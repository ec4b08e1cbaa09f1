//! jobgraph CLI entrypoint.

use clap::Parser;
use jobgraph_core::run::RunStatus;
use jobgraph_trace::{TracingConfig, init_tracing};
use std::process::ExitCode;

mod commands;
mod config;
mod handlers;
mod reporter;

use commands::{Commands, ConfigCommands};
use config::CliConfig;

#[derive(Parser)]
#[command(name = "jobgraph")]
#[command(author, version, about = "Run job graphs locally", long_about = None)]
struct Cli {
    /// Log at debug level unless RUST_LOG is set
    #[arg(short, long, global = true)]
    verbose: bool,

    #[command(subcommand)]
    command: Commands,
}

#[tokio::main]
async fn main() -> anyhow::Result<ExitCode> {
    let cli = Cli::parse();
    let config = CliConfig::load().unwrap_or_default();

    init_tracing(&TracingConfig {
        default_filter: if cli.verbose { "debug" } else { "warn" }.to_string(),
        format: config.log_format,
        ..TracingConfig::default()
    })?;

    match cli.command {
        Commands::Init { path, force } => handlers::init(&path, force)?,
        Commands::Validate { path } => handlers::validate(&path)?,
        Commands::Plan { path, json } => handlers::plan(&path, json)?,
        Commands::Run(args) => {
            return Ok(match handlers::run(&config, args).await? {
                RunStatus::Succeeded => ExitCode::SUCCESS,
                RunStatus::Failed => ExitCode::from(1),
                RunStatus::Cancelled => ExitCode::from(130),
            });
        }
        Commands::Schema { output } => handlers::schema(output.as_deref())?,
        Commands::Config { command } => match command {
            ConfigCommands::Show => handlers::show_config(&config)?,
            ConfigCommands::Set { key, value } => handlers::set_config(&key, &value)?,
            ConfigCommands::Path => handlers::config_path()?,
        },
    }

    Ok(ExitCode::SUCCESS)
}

---

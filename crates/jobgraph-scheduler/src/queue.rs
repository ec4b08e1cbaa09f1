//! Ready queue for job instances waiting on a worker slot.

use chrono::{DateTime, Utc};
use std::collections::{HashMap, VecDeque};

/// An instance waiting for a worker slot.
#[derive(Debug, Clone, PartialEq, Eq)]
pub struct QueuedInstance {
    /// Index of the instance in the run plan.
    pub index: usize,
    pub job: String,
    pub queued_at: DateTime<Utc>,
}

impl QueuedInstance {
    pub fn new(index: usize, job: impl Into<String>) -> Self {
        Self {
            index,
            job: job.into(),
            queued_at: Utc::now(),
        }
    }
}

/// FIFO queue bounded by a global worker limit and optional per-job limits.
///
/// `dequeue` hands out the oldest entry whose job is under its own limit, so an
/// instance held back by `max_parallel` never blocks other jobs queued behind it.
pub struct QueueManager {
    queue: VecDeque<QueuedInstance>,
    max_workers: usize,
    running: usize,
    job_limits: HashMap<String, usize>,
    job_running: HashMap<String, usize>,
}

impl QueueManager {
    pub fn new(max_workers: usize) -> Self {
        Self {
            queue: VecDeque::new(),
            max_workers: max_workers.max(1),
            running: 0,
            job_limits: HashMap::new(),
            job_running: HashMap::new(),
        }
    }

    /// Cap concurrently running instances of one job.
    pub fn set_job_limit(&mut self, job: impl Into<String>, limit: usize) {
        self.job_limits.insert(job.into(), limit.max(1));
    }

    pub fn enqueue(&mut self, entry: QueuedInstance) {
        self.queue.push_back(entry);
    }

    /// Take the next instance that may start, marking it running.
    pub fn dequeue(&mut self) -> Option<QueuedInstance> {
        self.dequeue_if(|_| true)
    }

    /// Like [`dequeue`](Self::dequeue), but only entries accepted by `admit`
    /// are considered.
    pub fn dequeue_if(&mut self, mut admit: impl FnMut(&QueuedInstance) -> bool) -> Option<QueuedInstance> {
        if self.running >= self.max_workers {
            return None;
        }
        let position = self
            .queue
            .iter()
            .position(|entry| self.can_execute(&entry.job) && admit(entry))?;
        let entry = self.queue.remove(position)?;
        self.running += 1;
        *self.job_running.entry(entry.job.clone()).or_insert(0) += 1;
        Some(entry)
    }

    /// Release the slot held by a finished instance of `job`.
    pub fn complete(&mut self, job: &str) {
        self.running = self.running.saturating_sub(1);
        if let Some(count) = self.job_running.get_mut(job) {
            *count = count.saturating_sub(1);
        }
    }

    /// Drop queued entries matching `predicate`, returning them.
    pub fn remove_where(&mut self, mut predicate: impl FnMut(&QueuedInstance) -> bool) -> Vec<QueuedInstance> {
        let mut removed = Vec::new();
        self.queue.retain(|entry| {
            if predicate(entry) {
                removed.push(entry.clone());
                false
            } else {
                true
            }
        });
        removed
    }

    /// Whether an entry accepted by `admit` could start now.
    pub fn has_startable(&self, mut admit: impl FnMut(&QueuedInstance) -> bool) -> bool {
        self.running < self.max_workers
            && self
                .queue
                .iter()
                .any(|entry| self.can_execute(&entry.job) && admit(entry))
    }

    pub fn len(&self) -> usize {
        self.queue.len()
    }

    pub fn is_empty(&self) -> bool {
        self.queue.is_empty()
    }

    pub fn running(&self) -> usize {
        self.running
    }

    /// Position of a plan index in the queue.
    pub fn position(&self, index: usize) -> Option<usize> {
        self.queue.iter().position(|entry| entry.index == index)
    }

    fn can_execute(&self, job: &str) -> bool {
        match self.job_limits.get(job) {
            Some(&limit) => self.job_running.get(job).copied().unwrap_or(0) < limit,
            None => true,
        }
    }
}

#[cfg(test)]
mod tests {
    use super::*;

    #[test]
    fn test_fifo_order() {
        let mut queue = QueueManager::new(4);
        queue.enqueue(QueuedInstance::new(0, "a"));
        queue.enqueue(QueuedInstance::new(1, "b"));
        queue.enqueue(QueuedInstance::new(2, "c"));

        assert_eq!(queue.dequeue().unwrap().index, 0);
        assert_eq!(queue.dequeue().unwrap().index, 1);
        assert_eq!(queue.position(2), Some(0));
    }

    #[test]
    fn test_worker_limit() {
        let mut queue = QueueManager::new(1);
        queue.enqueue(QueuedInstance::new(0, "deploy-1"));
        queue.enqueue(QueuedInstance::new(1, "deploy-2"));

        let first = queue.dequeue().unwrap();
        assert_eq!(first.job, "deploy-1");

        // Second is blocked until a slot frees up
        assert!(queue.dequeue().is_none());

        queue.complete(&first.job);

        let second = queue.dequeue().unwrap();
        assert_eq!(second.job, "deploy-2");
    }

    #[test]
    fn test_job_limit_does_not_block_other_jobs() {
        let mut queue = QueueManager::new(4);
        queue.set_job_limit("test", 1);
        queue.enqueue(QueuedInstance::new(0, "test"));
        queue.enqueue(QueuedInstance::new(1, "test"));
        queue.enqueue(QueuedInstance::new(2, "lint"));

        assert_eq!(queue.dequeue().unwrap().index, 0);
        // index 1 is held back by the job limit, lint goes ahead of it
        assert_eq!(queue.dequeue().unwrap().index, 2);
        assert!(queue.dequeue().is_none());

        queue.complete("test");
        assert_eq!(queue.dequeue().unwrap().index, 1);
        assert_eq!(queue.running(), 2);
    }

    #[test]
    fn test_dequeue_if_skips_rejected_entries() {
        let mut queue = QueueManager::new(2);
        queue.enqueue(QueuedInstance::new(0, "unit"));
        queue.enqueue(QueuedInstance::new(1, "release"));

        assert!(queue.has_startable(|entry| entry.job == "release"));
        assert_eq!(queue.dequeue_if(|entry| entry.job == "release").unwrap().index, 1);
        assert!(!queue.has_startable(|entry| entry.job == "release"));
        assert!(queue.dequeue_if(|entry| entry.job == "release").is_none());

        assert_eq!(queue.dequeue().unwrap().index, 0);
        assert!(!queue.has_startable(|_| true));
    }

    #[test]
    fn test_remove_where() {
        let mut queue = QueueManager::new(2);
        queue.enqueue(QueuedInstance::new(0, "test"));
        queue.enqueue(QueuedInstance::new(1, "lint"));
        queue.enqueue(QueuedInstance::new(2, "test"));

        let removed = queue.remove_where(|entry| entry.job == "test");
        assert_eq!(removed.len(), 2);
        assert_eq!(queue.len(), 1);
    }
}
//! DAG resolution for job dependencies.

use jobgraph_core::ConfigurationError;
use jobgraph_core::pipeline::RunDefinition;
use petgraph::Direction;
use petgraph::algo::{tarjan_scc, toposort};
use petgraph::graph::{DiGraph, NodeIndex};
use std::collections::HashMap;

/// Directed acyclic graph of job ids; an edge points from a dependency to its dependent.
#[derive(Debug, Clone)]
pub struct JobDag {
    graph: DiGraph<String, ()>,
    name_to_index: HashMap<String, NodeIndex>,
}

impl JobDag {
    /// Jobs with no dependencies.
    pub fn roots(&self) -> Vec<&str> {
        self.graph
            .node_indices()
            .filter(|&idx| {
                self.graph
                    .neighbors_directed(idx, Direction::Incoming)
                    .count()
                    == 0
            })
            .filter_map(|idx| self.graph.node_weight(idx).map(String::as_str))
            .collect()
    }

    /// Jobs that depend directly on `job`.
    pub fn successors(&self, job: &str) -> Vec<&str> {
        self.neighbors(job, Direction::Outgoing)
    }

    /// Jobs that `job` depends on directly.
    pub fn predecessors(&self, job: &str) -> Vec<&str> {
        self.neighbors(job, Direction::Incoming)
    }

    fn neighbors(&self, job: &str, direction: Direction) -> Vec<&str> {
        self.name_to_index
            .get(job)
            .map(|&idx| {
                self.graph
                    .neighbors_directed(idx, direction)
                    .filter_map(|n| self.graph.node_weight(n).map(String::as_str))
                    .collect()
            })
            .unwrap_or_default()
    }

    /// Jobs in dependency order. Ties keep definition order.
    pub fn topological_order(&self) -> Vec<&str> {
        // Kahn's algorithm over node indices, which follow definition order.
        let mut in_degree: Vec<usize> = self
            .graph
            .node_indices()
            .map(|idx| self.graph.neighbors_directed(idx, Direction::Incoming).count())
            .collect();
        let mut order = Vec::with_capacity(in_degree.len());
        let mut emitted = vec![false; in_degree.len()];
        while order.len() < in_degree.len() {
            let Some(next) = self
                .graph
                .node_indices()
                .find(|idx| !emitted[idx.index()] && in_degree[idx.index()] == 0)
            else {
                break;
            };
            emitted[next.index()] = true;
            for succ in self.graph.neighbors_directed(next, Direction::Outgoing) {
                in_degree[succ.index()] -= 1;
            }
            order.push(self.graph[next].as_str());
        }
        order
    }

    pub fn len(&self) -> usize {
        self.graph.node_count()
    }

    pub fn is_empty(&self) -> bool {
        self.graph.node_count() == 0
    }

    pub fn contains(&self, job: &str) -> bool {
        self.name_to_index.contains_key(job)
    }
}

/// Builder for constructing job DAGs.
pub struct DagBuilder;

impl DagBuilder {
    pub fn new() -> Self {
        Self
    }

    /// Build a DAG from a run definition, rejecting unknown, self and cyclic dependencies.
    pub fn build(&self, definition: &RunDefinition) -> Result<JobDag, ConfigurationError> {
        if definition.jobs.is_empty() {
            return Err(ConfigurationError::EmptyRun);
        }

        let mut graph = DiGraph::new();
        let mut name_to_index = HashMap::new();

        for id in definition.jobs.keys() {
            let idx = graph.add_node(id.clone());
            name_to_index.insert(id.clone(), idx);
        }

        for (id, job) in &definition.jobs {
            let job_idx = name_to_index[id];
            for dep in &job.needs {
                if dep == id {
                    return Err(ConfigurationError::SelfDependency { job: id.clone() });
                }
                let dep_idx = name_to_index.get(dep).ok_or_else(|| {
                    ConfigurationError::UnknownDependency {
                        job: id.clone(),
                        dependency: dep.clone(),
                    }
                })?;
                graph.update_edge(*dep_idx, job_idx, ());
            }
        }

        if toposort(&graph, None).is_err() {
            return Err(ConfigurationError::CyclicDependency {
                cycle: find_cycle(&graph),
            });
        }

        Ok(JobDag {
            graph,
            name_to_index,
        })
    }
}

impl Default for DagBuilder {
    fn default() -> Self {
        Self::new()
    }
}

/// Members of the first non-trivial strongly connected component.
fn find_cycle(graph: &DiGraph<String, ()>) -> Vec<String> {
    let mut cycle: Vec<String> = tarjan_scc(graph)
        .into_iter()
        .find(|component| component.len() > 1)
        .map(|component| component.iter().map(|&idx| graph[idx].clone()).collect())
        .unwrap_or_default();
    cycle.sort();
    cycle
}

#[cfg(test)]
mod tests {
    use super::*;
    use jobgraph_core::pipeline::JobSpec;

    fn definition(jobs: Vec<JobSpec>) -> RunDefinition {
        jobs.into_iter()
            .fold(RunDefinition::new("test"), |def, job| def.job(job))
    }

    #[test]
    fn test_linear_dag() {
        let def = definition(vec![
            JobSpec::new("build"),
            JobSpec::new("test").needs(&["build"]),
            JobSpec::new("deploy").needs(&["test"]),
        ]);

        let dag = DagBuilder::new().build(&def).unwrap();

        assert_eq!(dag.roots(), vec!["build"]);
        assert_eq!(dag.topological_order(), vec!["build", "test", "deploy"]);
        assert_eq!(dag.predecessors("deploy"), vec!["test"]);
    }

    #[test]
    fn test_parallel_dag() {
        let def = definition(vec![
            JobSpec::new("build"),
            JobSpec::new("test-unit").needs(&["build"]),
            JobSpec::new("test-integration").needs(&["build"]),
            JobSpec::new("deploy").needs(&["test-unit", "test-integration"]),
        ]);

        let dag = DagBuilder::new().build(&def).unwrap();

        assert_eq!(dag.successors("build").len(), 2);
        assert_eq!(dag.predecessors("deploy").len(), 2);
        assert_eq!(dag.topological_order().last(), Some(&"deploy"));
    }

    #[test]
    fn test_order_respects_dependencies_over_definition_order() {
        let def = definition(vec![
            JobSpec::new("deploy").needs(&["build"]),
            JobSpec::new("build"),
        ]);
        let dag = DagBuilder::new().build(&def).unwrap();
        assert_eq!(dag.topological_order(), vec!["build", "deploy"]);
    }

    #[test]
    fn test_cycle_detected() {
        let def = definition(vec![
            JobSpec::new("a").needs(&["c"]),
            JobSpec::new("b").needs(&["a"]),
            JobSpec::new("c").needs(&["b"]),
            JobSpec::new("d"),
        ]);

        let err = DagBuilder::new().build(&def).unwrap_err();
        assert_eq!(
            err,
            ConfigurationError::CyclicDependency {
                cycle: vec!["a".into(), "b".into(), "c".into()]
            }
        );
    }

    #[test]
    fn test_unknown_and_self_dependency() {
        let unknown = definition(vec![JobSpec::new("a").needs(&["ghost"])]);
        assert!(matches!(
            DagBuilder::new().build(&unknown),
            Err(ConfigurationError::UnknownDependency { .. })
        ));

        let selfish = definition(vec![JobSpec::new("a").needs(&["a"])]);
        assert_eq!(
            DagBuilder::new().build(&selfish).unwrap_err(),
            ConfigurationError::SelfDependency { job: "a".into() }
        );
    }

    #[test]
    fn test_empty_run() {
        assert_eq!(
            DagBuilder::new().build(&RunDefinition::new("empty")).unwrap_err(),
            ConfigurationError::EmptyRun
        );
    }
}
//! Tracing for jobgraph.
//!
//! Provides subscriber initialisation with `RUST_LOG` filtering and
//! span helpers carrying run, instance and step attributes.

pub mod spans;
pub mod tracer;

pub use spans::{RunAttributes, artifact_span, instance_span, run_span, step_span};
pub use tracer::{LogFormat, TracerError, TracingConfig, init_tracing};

§ WHAT TO DO
Could you return exactly the stretch of the data above that starts at the line with "Release the slot" and ends at the line with "pub fn remove_where(&mut", both lines included?

§ EXPECTED OUTPUT
    /// Release the slot held by a finished instance of `job`.
    pub fn complete(&mut self, job: &str) {
        self.running = self.running.saturating_sub(1);
        if let Some(count) = self.job_running.get_mut(job) {
            *count = count.saturating_sub(1);
        }
    }

    /// Drop queued entries matching `predicate`, returning them.
    pub fn remove_where(&mut self, mut predicate: impl FnMut(&QueuedInstance) -> bool) -> Vec<QueuedInstance> {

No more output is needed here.